> Problem details
In the entries below, how many lines hold the string "MailingEventSubscribe"? Give only the number.

> Material supplied
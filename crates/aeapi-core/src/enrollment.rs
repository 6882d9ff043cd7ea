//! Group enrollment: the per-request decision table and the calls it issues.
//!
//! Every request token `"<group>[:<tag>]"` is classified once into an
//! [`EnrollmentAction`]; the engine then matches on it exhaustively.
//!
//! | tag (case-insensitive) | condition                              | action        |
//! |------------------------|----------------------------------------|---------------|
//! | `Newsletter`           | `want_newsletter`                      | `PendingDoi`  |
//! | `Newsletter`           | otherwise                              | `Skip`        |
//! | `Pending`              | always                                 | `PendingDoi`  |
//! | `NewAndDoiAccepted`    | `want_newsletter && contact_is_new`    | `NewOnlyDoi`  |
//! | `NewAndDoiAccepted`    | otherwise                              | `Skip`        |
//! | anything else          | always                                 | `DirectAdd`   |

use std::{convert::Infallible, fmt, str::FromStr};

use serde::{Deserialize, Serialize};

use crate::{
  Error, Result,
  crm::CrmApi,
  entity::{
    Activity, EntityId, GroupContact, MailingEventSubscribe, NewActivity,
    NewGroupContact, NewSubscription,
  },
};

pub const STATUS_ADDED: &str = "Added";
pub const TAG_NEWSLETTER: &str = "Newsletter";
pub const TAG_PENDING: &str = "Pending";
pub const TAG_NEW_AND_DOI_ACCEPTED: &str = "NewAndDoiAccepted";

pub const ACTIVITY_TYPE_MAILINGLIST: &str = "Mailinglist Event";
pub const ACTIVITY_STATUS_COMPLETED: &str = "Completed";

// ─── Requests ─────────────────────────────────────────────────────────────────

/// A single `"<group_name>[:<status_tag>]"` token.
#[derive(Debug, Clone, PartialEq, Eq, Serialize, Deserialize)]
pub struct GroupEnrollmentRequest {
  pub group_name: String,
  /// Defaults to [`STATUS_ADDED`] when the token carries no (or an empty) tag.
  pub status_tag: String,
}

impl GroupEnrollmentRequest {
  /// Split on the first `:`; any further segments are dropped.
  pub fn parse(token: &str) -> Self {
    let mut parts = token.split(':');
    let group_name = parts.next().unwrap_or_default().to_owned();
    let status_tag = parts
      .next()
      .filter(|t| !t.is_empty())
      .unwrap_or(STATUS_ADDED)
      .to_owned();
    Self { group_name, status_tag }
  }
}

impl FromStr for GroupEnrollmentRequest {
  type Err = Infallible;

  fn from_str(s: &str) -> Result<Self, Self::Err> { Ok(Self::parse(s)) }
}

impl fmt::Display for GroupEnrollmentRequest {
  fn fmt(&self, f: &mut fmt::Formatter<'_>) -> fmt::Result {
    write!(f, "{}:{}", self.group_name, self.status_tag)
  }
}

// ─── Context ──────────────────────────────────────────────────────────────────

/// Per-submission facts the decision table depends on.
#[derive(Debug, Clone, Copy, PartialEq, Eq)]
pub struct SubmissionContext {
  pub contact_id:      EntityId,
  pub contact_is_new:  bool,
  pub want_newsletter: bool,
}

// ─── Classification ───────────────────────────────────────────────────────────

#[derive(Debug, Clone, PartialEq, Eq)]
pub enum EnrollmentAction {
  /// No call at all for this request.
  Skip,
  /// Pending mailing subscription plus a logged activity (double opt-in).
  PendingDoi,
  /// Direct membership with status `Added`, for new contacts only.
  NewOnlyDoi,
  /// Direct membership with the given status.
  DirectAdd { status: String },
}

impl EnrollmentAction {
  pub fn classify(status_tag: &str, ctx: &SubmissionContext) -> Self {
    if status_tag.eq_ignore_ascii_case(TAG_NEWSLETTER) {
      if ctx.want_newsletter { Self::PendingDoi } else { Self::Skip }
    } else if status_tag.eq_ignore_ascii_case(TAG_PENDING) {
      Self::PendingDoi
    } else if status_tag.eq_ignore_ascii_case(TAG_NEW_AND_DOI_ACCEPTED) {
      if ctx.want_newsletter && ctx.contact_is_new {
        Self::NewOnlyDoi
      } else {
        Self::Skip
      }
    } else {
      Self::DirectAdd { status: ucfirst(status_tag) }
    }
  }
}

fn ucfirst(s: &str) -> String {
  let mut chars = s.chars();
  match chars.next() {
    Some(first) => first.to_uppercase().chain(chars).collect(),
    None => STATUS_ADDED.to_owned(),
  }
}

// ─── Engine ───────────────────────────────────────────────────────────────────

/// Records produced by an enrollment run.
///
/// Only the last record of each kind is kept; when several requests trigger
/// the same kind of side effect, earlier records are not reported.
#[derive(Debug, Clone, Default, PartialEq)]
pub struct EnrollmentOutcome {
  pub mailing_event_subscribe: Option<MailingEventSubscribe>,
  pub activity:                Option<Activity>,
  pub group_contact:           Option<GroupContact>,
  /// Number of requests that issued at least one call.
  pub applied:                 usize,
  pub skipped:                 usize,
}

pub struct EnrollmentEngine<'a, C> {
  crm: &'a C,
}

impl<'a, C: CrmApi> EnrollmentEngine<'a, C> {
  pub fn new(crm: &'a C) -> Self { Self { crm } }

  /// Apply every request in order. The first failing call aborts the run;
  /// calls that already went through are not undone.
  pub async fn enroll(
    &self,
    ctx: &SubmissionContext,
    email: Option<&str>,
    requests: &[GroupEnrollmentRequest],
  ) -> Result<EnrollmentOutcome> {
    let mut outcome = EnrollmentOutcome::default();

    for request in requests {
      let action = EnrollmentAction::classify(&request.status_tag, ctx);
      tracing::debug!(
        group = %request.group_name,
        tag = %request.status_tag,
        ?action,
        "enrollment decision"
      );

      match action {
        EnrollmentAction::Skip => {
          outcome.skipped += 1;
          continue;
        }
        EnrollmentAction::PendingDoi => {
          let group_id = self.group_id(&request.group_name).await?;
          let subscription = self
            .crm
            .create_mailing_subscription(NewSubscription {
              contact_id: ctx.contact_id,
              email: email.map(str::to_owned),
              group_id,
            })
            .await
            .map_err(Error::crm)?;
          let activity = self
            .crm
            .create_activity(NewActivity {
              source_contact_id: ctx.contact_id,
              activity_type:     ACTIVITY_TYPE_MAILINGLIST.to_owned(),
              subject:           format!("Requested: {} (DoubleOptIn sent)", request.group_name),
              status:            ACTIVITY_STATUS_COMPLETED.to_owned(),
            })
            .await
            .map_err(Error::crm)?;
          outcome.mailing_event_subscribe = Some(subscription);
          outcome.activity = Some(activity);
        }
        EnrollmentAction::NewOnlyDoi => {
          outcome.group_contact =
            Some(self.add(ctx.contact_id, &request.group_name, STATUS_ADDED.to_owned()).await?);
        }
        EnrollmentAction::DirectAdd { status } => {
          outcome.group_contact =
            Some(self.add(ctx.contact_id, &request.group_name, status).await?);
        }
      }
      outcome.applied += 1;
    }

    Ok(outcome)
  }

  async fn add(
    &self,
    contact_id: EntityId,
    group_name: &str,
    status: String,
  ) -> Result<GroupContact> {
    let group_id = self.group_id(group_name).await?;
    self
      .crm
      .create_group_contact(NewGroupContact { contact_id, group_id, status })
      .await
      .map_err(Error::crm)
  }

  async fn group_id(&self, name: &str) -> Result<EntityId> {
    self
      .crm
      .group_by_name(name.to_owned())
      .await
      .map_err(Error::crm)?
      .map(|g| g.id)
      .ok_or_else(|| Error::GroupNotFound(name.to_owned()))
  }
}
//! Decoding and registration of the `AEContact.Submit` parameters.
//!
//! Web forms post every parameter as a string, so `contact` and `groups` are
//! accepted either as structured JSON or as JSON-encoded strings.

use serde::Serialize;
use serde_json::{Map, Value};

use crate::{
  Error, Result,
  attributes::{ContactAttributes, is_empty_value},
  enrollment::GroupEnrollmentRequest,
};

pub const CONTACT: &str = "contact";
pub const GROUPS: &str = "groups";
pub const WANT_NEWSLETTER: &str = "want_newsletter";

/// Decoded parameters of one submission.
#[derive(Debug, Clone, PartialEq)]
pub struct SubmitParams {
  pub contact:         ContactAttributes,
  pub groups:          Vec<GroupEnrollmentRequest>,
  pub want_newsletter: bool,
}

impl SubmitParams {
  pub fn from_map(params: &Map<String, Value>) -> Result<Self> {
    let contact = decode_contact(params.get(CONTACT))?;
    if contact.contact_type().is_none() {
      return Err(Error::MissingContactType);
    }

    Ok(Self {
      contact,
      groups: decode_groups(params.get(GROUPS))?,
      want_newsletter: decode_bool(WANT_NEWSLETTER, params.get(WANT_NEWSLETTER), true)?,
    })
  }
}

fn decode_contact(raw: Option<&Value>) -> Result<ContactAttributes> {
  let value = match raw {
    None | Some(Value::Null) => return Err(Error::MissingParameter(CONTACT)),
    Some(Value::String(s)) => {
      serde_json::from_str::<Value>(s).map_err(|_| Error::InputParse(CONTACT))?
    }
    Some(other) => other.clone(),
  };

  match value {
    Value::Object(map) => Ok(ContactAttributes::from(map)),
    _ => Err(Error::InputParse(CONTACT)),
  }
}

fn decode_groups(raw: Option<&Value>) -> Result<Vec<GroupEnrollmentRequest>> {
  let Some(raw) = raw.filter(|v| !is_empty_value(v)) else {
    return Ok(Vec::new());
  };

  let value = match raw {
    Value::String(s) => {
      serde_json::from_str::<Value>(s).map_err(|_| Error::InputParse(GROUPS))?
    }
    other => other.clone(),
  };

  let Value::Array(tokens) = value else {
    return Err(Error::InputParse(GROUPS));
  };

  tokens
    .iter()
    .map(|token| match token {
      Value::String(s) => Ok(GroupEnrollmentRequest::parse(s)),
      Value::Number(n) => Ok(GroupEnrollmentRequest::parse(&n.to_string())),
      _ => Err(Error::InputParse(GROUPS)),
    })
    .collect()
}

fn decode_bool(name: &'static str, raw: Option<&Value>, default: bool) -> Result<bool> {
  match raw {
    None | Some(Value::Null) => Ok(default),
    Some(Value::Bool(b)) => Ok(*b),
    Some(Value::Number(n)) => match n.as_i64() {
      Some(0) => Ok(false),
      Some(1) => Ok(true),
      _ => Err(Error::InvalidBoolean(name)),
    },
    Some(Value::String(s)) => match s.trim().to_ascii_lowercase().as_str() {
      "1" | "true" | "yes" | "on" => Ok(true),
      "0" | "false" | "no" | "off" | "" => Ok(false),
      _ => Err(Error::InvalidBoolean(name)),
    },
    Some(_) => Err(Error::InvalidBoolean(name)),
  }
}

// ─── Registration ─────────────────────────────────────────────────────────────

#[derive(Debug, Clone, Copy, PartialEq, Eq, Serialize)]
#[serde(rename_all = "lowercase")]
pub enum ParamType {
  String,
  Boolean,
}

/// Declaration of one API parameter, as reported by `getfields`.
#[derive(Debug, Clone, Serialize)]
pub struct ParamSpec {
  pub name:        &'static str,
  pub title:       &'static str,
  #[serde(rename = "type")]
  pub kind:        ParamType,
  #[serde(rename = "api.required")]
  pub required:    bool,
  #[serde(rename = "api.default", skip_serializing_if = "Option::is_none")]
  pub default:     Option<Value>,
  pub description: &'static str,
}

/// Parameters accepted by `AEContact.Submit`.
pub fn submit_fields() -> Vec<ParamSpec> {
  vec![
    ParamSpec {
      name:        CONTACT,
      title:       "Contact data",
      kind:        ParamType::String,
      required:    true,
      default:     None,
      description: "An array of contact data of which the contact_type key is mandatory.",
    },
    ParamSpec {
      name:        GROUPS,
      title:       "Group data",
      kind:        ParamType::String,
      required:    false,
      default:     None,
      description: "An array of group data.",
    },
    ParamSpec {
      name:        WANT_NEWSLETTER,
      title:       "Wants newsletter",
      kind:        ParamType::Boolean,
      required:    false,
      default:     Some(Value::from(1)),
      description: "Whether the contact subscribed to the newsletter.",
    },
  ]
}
--
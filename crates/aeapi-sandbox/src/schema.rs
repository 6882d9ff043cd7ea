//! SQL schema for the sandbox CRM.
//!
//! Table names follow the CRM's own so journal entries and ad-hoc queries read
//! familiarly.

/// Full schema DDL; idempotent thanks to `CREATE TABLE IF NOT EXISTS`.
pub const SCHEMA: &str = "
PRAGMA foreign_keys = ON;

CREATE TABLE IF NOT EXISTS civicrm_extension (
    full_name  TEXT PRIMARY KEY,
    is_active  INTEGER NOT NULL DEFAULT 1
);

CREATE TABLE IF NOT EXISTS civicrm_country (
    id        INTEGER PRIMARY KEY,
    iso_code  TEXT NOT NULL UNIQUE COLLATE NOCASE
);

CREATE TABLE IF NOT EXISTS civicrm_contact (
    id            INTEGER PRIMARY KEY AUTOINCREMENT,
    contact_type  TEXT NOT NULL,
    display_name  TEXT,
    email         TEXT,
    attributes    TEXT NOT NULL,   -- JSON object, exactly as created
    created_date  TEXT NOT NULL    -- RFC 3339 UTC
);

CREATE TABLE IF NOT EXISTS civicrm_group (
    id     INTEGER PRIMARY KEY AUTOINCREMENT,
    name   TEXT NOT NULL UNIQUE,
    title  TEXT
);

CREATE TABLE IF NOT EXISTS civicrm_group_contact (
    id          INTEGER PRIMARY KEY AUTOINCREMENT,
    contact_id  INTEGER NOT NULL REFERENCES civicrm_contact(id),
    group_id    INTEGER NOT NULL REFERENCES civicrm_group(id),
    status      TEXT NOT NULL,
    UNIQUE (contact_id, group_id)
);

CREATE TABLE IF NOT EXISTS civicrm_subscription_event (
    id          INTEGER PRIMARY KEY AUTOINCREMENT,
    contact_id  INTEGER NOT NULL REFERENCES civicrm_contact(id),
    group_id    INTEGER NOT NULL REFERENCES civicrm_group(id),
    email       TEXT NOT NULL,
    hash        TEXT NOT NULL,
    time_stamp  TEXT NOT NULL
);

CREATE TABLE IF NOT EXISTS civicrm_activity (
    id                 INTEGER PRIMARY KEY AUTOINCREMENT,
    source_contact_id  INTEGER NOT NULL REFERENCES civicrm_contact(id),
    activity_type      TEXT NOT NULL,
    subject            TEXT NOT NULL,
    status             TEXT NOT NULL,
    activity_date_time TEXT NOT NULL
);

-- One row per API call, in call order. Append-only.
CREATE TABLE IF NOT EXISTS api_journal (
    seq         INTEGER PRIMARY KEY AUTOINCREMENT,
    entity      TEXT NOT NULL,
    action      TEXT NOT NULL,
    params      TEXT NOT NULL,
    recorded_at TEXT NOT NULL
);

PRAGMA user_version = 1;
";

> Task answer
2